You can always make your network ‘bigger’ (both in terms of number of layers – depth, as well as the number of units in each layer – width), and in principle this leads to higher quality models. However, bigger networks have many more parameters making them prone to overfitting. To avoid this you need much more training data. They also require much more computational resource to train. “For example, in a deep vision network if two convolutional layers are chained, any uniform increase in the number of their filters results in a quadratic increase in computation.

One way to counteract this is to introduce sparsity. Arora et al., in “Provable bounds for learning some deep representations” showed that if the probability distribution of the dataset is representable by a large, very sparse deep neural network, then the optimal network technology can be constructed layer after layer by analyzing the correlation statistics of the preceding layer activations and clustering neurons with highly correlated outputs.

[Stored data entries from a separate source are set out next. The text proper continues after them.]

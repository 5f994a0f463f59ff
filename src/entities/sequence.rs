//! Frame sequences: ordered frame numbers, zero-pad width and playback speed
//!
//! **Why**: A numbered series of single-frame files (`shot.0001.dpx` ...) is one
//! logical clip. Codecs report the frame list in `ImageIoInfo`; callers turn
//! frame numbers back into file names with the pad width.
//!
//! **Used by**: FileInfo (file naming), codecs (open/read), sequence discovery,
//! CLI (frame list printing)
//!
//! # Frame strings
//!
//! - `"0012"` → frame 12, pad 4
//! - `"-5"` → frame -5, no pad
//! - `"#..."` → rejected, returns -1
//!
//! # Compressed lists
//!
//! `"1-3,5"` (sparse), `"1-5"` (range) or `"1,2,3"` (off).

use log::warn;
use serde::{Deserialize, Serialize};
use std::fmt;
use std::sync::atomic::{AtomicUsize, Ordering};

/// Default upper bound on frames built from a range.
pub const DEFAULT_MAX_FRAMES: usize = 100_000;

static MAX_FRAMES: AtomicUsize = AtomicUsize::new(DEFAULT_MAX_FRAMES);

/// Current frame limit for range construction.
pub fn max_frames() -> usize {
    MAX_FRAMES.load(Ordering::Relaxed)
}

/// Change the frame limit (e.g. from settings). Zero is clamped to one.
pub fn set_max_frames(n: usize) {
    MAX_FRAMES.store(n.max(1), Ordering::Relaxed);
}

/// Playback speed as a rational frames-per-second value
#[derive(Debug, Clone, Copy, PartialEq, Eq, Hash, Serialize, Deserialize)]
pub struct Speed {
    pub scale: u32,
    pub duration: u32,
}

impl Speed {
    /// Common rates, NTSC variants as exact rationals.
    pub const PRESETS: [Speed; 14] = [
        Speed::new(1, 1),
        Speed::new(3, 1),
        Speed::new(6, 1),
        Speed::new(12, 1),
        Speed::new(15, 1),
        Speed::new(16, 1),
        Speed::new(18, 1),
        Speed::new(24000, 1001),
        Speed::new(24, 1),
        Speed::new(25, 1),
        Speed::new(30000, 1001),
        Speed::new(30, 1),
        Speed::new(50, 1),
        Speed::new(60, 1),
    ];

    pub const fn new(scale: u32, duration: u32) -> Self {
        Self { scale, duration }
    }

    /// Nearest preset if within 0.01 fps, otherwise a millisecond-precision rational.
    pub fn from_fps(fps: f64) -> Self {
        if let Some(preset) = Self::PRESETS.iter().find(|p| (p.fps() - fps).abs() < 0.01) {
            return *preset;
        }
        if fps <= 0.0 {
            return Self::default();
        }
        Self::new((fps * 1000.0).round() as u32, 1000)
    }

    pub fn fps(&self) -> f64 {
        if self.duration == 0 {
            0.0
        } else {
            self.scale as f64 / self.duration as f64
        }
    }

    pub fn is_valid(&self) -> bool {
        self.scale > 0 && self.duration > 0
    }
}

impl Default for Speed {
    fn default() -> Self {
        Speed::new(24, 1)
    }
}

/// How a frame list is rendered as text
#[derive(Debug, Clone, Copy, PartialEq, Eq, Default, Serialize, Deserialize)]
pub enum Compress {
    /// Every frame: `1,2,3,5`
    Off,
    /// Contiguous runs collapsed: `1-3,5`
    #[default]
    Sparse,
    /// First and last only: `1-5`
    Range,
}

/// Ordered frame numbers plus pad width and speed
#[derive(Debug, Clone, PartialEq, Eq, Default, Serialize, Deserialize)]
pub struct Sequence {
    pub frames: Vec<i64>,
    pub pad: usize,
    pub speed: Speed,
}

impl Sequence {
    pub fn new() -> Self {
        Self::default()
    }

    /// Single frame.
    pub fn single(frame: i64, pad: usize) -> Self {
        Self { frames: vec![frame], pad, speed: Speed::default() }
    }

    /// Every frame between `start` and `end` inclusive, ascending.
    ///
    /// Endpoints may be given in either order. Ranges longer than
    /// `max_frames()` are truncated with a warning.
    pub fn from_range(start: i64, end: i64, pad: usize, speed: Speed) -> Self {
        let (lo, hi) = if start <= end { (start, end) } else { (end, start) };
        let limit = max_frames();
        let count = hi.abs_diff(lo).saturating_add(1);
        let hi = if count > limit as u64 {
            warn!(
                "Sequence {}-{} has {} frames, truncated to {}",
                lo, hi, count, limit
            );
            lo + limit as i64 - 1
        } else {
            hi
        };
        Self { frames: (lo..=hi).collect(), pad, speed }
    }

    /// Explicit frame list. Order is kept as given; call `sort()` when it matters.
    pub fn from_frames(frames: Vec<i64>, pad: usize, speed: Speed) -> Self {
        Self { frames, pad, speed }
    }

    pub fn set_frames(&mut self, frames: Vec<i64>) {
        self.frames = frames;
    }

    pub fn sort(&mut self) {
        self.frames.sort_unstable();
    }

    /// First frame (0 if empty).
    pub fn start(&self) -> i64 {
        self.frames.first().copied().unwrap_or(0)
    }

    /// Last frame (0 if empty).
    pub fn end(&self) -> i64 {
        self.frames.last().copied().unwrap_or(0)
    }

    pub fn len(&self) -> usize {
        self.frames.len()
    }

    pub fn is_empty(&self) -> bool {
        self.frames.is_empty()
    }

    pub fn contains(&self, frame: i64) -> bool {
        self.frames.contains(&frame)
    }

    /// Render the frame list with the pad width applied.
    pub fn to_string_with(&self, compress: Compress) -> String {
        let f = |v: i64| frame_to_string(v, self.pad);
        if self.frames.is_empty() {
            return String::new();
        }
        match compress {
            Compress::Off => self.frames.iter().map(|&v| f(v)).collect::<Vec<_>>().join(","),
            Compress::Range => {
                if self.frames.len() == 1 {
                    f(self.start())
                } else {
                    format!("{}-{}", f(self.start()), f(self.end()))
                }
            }
            Compress::Sparse => {
                let mut parts = Vec::new();
                let mut run_start = self.frames[0];
                let mut prev = self.frames[0];
                for &v in &self.frames[1..] {
                    if v == prev + 1 {
                        prev = v;
                        continue;
                    }
                    parts.push(run_to_string(run_start, prev, self.pad));
                    run_start = v;
                    prev = v;
                }
                parts.push(run_to_string(run_start, prev, self.pad));
                parts.join(",")
            }
        }
    }

    /// Parse `"1-3,5"` style lists. Pad is detected from the first token.
    /// Returns `None` if any token is malformed.
    pub fn parse(text: &str, speed: Speed) -> Option<Self> {
        let mut frames = Vec::new();
        let mut pad = None;
        for piece in text.split(',').map(str::trim).filter(|p| !p.is_empty()) {
            let (a, b) = split_range(piece);
            let (start, start_pad) = parse_frame_token(a)?;
            pad.get_or_insert(start_pad);
            match b {
                Some(b) => {
                    let (end, _) = parse_frame_token(b)?;
                    let step = if start <= end { 1 } else { -1 };
                    let mut v = start;
                    loop {
                        frames.push(v);
                        if v == end || frames.len() >= max_frames() {
                            break;
                        }
                        v += step;
                    }
                }
                None => frames.push(start),
            }
        }
        if frames.is_empty() {
            return None;
        }
        Some(Self { frames, pad: pad.unwrap_or(0), speed })
    }
}

impl fmt::Display for Sequence {
    fn fmt(&self, f: &mut fmt::Formatter<'_>) -> fmt::Result {
        f.write_str(&self.to_string_with(Compress::Sparse))
    }
}

fn run_to_string(a: i64, b: i64, pad: usize) -> String {
    if a == b {
        frame_to_string(a, pad)
    } else {
        format!("{}-{}", frame_to_string(a, pad), frame_to_string(b, pad))
    }
}

/// Split `"a-b"` into its ends, allowing negative numbers on either side.
fn split_range(piece: &str) -> (&str, Option<&str>) {
    let bytes = piece.as_bytes();
    for i in 1..bytes.len() {
        if bytes[i] == b'-' && bytes[i - 1].is_ascii_digit() {
            return (&piece[..i], Some(&piece[i + 1..]));
        }
    }
    (piece, None)
}

fn parse_frame_token(token: &str) -> Option<(i64, usize)> {
    let digits = token.strip_prefix('-').unwrap_or(token);
    if digits.is_empty() || !digits.bytes().all(|b| b.is_ascii_digit()) {
        return None;
    }
    Some(string_to_frame(token))
}

/// Parse a frame token into (frame, pad).
///
/// A leading `#` is reserved and yields -1. Pad is the digit count when the
/// digits (after an optional `-`) start with `0` and there is more than one.
/// Unparsable text also yields -1.
pub fn string_to_frame(s: &str) -> (i64, usize) {
    if s.starts_with('#') {
        return (-1, 0);
    }
    let digits = s.strip_prefix('-').unwrap_or(s);
    let pad = if digits.len() > 1 && digits.starts_with('0') {
        digits.len()
    } else {
        0
    };
    match s.parse::<i64>() {
        Ok(v) => (v, pad),
        Err(_) => (-1, 0),
    }
}

/// Format a frame number zero-padded to `pad` digits (sign not counted).
pub fn frame_to_string(frame: i64, pad: usize) -> String {
    let digits = format!("{:0width$}", frame.unsigned_abs(), width = pad);
    if frame < 0 {
        format!("-{digits}")
    } else {
        digits
    }
}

Unfortunately, today’s computing infrastructures are very inefficient when it comes to numerical calculation on non-uniform sparse data structures.

Is there any hope for an architecture that makes use of filter-level sparsity, as suggested by the theory, but exploits current hardware by utilizing computations on dense matrices? The Inception architecture started out as an exploration of this goal.

The main idea of the Inception architecture is to consider how an optimal local sparse structure of a convolutional vision network can be approximated and covered by readily available dense components.

Given the layer-by-layer construction approach, this means we just have to find the optimal layer structure, and then stack it. The basic structure of an Inception layer looks like this:

The 1×1 convolutions detect correlated units in local regions, and the larger (3×3 and 5×5) convolutions detect the (smaller number) of more spatially spread out clusters. Since pooling has been shown to have a beneficial effect, a pooling path in each stage is added for good luck too.

The problem with the structure as shown above though, is that it is prohibitively expensive!

While this architecture might cover the optimal sparse structure, it would do it very inefficiently, leading to a computational blow up within a few stages.

The solution is to reduce the network dimensions using 1×1 convolutions on all the 3×3 and 5×5 pathways. “Beside being used as reductions, they also include the use of rectified linear activation making them dual purpose.” This gives a final structure for an Inception layer that looks like this:

In general, an Inception network is a network consisting of modules of the above type stacked upon each other, with occasional max-pooling layers with stride 2 to halve the resolution of the grid.

You can see these layers stacked on top of each other in the GoogLeNet model. That network is 22 layers deep (27 if the pooling layers are also counted). The overall number of building blocks used for the construction of the network is about 100! Propagating gradients all the way back through so many layers is a challenge. We know that shallower networks still have strong discriminative performance, and this fact was exploited by adding auxiliary classifiers connected to intermediate layers (yellow boxes in the overall network diagram at the start of this section)…

… These classifiers take the form of smaller convolutional networks put on top of the output of the Inception (4a) and (4d) modules. During training, their loss gets added to the total loss of the network with a discount weight (the losses of the auxiliary classifiers were weighted by 0.3). At inference time, these auxiliary networks are discarded.